→ **Task instructions**: Only lines containing "HashMap" are wanted from the data below. Copy those lines.

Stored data
::::

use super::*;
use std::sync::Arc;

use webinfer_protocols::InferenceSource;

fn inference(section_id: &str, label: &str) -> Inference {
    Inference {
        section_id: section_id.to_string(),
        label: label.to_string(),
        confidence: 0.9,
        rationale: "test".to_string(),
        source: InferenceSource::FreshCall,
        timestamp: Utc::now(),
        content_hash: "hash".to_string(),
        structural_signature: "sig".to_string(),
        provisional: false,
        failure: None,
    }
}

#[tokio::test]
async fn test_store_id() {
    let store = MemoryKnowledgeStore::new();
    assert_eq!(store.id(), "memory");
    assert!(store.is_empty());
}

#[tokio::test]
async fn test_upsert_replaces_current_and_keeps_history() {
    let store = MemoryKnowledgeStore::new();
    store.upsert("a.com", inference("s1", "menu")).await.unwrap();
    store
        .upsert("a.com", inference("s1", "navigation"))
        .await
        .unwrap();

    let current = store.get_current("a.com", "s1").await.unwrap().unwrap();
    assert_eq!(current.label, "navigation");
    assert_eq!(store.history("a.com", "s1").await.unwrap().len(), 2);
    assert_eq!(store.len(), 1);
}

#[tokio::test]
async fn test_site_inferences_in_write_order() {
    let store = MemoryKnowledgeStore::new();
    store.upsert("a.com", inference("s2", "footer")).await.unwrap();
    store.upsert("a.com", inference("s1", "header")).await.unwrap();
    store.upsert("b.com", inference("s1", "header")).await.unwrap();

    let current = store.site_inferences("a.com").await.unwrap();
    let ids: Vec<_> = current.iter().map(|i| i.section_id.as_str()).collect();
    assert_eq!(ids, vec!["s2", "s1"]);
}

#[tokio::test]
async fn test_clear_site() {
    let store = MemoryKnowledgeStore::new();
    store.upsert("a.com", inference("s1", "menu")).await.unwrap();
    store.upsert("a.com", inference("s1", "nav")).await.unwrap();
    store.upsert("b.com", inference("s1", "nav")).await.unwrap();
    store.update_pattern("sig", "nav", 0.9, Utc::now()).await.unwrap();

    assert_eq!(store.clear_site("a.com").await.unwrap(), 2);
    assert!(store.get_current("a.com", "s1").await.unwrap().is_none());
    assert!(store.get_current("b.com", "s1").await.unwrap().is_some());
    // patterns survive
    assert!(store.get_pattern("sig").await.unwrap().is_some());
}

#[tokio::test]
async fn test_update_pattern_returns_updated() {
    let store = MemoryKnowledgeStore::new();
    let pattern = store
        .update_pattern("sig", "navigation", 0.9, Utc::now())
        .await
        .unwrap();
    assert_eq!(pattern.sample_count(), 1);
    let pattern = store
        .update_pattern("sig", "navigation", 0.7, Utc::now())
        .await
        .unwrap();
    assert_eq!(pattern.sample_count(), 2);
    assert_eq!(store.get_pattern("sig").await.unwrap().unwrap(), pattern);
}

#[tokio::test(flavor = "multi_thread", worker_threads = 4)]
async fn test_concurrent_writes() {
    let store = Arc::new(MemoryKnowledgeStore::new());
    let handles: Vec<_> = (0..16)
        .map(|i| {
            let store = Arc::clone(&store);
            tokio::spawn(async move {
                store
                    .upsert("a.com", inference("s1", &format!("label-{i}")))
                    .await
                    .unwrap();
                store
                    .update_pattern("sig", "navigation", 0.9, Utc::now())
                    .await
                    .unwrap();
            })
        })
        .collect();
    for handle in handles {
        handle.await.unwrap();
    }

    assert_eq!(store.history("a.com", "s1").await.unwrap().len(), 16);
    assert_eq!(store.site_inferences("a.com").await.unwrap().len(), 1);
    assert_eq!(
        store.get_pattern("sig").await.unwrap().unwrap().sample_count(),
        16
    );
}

::::

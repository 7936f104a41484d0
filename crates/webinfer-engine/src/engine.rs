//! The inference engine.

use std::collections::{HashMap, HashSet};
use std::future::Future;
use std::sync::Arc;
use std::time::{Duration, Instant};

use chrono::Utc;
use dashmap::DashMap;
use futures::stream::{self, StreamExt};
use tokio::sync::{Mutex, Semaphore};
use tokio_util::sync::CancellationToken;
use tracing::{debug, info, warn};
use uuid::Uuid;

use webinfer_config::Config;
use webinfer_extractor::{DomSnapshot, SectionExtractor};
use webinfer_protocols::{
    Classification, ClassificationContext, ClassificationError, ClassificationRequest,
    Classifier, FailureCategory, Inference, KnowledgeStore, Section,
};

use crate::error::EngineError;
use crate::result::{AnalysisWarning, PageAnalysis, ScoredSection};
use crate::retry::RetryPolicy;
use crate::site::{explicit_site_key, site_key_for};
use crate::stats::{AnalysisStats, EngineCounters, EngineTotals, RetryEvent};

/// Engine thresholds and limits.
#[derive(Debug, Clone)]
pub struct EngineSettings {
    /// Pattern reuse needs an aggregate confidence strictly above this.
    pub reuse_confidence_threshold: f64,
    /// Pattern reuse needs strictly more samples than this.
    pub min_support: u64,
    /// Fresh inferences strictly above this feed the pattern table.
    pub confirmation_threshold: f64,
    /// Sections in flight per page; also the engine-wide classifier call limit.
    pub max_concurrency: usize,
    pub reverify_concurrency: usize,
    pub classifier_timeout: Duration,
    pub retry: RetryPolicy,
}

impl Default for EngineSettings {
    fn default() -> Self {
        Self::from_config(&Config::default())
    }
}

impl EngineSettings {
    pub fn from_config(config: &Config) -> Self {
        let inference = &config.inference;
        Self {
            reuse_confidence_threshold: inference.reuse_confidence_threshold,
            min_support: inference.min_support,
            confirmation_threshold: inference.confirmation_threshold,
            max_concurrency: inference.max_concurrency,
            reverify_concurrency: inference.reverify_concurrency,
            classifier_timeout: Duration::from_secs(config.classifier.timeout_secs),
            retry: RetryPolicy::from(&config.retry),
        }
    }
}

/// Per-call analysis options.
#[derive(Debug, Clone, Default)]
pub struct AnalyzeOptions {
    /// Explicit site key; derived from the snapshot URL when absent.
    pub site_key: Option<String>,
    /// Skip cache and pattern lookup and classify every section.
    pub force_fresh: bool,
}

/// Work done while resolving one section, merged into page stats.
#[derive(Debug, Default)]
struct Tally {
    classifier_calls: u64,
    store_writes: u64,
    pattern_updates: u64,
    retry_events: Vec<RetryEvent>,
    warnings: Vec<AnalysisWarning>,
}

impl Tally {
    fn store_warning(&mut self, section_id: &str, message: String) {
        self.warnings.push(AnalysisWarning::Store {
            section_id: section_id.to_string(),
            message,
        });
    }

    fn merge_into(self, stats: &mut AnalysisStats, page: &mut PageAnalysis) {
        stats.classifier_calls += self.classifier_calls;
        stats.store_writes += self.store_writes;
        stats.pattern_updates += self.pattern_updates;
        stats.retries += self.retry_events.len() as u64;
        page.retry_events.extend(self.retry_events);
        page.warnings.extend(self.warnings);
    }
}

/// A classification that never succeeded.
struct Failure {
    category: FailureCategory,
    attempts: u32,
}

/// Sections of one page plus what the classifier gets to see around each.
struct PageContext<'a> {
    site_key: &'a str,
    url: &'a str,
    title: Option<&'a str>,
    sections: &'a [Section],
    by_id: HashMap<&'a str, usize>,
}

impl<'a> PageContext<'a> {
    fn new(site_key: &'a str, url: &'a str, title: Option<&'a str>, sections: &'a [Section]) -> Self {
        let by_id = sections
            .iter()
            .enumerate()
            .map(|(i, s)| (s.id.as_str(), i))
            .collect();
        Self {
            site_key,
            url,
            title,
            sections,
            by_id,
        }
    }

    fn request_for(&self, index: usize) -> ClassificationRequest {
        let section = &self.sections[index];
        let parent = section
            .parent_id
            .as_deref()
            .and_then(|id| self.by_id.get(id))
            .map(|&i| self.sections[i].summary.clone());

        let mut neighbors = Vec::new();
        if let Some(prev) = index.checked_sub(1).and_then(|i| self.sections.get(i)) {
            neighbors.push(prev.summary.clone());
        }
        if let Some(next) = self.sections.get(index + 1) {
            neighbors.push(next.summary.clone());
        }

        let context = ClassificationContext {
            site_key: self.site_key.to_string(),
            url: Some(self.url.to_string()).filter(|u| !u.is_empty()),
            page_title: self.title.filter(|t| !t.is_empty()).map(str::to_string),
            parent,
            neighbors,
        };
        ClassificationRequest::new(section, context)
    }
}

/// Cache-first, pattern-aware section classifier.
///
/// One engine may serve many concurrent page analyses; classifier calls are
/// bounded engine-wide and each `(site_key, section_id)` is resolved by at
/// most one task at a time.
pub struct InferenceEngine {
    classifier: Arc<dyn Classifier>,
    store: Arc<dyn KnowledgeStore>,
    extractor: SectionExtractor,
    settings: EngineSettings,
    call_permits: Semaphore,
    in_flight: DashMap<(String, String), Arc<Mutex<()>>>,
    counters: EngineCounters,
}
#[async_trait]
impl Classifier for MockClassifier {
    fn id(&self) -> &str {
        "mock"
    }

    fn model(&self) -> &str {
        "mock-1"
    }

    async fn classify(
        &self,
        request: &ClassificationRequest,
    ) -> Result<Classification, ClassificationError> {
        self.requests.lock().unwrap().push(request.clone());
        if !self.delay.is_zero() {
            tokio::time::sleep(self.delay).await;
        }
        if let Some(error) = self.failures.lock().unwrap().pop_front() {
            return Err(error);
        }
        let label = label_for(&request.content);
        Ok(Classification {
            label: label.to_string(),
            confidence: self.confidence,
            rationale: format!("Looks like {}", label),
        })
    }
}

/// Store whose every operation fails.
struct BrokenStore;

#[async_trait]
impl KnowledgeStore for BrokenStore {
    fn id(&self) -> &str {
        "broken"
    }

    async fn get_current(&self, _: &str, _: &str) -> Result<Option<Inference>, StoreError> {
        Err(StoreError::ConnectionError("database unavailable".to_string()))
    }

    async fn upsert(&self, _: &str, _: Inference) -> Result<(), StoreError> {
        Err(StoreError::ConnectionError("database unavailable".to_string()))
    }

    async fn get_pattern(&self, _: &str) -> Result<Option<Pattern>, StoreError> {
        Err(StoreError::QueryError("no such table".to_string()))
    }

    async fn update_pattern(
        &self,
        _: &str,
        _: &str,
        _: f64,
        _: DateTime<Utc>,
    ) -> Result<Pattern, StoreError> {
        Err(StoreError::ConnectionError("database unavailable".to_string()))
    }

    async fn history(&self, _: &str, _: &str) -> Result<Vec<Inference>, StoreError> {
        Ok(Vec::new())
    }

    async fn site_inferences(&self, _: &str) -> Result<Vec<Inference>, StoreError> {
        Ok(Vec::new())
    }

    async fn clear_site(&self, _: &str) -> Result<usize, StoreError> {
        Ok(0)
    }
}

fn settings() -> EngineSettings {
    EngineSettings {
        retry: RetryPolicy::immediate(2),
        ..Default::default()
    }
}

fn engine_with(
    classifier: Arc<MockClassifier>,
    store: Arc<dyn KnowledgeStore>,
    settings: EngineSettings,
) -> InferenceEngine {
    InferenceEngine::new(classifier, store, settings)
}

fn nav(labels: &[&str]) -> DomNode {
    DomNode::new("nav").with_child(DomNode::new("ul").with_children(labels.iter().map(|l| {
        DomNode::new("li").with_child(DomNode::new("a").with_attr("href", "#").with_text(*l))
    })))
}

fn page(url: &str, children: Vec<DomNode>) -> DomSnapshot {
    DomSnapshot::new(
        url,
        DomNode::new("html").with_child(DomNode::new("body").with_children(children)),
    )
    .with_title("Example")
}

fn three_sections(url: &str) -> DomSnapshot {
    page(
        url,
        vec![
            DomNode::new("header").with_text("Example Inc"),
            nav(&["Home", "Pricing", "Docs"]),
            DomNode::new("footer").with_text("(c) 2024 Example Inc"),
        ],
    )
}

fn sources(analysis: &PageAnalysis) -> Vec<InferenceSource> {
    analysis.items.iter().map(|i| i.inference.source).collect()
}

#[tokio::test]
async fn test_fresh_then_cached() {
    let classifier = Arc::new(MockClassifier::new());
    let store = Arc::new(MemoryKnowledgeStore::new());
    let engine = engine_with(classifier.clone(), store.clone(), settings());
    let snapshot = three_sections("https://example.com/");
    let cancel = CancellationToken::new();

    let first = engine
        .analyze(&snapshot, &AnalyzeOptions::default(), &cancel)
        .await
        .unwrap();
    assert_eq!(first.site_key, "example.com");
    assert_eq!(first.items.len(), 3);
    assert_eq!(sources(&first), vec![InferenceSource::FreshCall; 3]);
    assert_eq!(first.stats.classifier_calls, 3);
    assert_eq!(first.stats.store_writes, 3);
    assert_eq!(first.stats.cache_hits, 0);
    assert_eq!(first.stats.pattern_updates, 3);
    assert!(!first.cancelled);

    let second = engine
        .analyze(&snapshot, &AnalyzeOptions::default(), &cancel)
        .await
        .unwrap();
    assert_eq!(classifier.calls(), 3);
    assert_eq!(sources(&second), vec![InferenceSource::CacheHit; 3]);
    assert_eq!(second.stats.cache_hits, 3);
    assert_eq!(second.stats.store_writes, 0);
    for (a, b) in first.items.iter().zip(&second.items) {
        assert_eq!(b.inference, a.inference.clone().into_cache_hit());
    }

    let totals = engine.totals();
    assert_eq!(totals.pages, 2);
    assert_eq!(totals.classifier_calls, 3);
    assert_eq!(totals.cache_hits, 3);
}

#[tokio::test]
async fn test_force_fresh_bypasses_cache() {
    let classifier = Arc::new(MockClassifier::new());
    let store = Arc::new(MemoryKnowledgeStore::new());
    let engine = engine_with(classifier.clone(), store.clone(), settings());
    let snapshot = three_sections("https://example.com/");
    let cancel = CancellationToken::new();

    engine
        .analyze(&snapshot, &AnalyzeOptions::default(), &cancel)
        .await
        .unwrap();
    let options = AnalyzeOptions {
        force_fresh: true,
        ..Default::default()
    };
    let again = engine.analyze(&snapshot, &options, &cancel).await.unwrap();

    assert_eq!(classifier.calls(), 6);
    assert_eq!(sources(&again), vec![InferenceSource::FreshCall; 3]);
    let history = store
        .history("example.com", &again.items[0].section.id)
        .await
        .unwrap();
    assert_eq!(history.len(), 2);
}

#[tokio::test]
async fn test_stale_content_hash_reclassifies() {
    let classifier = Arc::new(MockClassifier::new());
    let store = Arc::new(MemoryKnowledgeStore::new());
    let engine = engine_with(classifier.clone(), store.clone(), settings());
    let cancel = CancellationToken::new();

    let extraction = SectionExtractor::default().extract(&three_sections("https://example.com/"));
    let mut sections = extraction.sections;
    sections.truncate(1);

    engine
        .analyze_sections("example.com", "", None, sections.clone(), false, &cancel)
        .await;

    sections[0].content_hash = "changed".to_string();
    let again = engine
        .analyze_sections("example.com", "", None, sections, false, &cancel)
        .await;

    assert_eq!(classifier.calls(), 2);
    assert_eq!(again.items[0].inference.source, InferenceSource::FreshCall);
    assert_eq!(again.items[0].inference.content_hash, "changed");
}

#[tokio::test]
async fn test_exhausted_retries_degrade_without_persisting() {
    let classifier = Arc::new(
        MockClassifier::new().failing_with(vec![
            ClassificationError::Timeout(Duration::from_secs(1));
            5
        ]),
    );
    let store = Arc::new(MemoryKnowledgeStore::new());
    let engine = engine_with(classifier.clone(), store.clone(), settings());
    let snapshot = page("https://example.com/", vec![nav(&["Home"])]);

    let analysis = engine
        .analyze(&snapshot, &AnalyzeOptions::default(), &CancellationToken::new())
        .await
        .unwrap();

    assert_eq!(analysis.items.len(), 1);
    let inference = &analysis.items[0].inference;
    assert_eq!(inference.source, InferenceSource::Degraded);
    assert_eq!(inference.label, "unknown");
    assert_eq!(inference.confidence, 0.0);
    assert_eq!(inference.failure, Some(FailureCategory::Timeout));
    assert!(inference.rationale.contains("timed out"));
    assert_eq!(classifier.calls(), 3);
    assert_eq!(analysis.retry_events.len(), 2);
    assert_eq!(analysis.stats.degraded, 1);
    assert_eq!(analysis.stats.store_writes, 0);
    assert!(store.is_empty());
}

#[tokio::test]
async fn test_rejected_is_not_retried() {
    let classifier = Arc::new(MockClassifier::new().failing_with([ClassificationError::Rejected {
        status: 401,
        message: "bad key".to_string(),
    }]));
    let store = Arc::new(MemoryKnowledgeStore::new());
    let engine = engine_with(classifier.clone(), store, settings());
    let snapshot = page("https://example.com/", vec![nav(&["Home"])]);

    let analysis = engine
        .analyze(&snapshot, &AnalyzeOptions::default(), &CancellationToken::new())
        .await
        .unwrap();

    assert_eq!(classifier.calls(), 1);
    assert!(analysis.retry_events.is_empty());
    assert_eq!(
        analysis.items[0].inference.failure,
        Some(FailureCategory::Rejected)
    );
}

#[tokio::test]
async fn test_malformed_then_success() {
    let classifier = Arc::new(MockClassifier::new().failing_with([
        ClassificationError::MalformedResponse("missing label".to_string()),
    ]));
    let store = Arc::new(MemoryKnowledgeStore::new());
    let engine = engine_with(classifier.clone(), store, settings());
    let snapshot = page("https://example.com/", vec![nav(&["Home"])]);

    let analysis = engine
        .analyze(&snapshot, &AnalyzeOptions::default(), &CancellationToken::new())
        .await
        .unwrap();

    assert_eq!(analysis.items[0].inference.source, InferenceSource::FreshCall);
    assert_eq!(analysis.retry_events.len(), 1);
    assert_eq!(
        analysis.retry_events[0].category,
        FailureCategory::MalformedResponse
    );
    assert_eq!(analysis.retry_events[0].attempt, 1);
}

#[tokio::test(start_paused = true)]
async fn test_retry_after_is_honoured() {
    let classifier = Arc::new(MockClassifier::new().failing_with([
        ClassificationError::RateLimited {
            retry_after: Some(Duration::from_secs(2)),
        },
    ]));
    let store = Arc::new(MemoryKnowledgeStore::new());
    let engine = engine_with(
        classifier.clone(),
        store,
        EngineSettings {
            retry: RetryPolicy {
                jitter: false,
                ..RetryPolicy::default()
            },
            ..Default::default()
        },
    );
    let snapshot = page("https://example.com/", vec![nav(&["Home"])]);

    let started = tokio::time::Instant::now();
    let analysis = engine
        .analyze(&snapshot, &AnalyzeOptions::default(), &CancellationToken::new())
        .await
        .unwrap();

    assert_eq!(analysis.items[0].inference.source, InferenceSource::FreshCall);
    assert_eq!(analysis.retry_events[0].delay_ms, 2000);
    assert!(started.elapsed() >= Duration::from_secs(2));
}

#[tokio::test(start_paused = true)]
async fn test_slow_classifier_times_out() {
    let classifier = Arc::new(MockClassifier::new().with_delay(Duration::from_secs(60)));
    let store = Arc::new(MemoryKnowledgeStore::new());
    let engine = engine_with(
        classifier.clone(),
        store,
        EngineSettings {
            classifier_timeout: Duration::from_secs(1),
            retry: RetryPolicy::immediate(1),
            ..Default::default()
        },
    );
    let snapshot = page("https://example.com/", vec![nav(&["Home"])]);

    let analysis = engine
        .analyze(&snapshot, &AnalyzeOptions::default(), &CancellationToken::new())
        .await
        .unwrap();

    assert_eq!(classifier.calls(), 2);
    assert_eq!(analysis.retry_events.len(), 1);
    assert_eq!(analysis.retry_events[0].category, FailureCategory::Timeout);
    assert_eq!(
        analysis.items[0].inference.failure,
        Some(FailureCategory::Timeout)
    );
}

::::

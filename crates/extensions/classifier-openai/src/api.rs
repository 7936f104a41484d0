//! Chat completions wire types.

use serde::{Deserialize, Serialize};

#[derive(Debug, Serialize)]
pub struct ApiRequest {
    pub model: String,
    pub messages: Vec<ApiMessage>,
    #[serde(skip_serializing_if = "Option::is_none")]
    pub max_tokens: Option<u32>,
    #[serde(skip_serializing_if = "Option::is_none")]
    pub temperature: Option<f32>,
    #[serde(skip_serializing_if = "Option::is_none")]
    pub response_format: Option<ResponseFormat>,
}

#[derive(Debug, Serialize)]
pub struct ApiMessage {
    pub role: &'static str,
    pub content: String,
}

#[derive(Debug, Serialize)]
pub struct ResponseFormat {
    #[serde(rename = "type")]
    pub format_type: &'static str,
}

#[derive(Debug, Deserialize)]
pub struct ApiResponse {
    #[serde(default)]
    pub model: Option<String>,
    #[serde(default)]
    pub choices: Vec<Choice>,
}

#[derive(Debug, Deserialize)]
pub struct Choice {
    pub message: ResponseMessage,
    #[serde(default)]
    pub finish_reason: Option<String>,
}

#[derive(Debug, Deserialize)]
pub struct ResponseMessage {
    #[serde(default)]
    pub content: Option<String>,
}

::::

→ **Answer box**:
use std::collections::{HashMap, HashSet};
    by_id: HashMap<&'a str, usize>,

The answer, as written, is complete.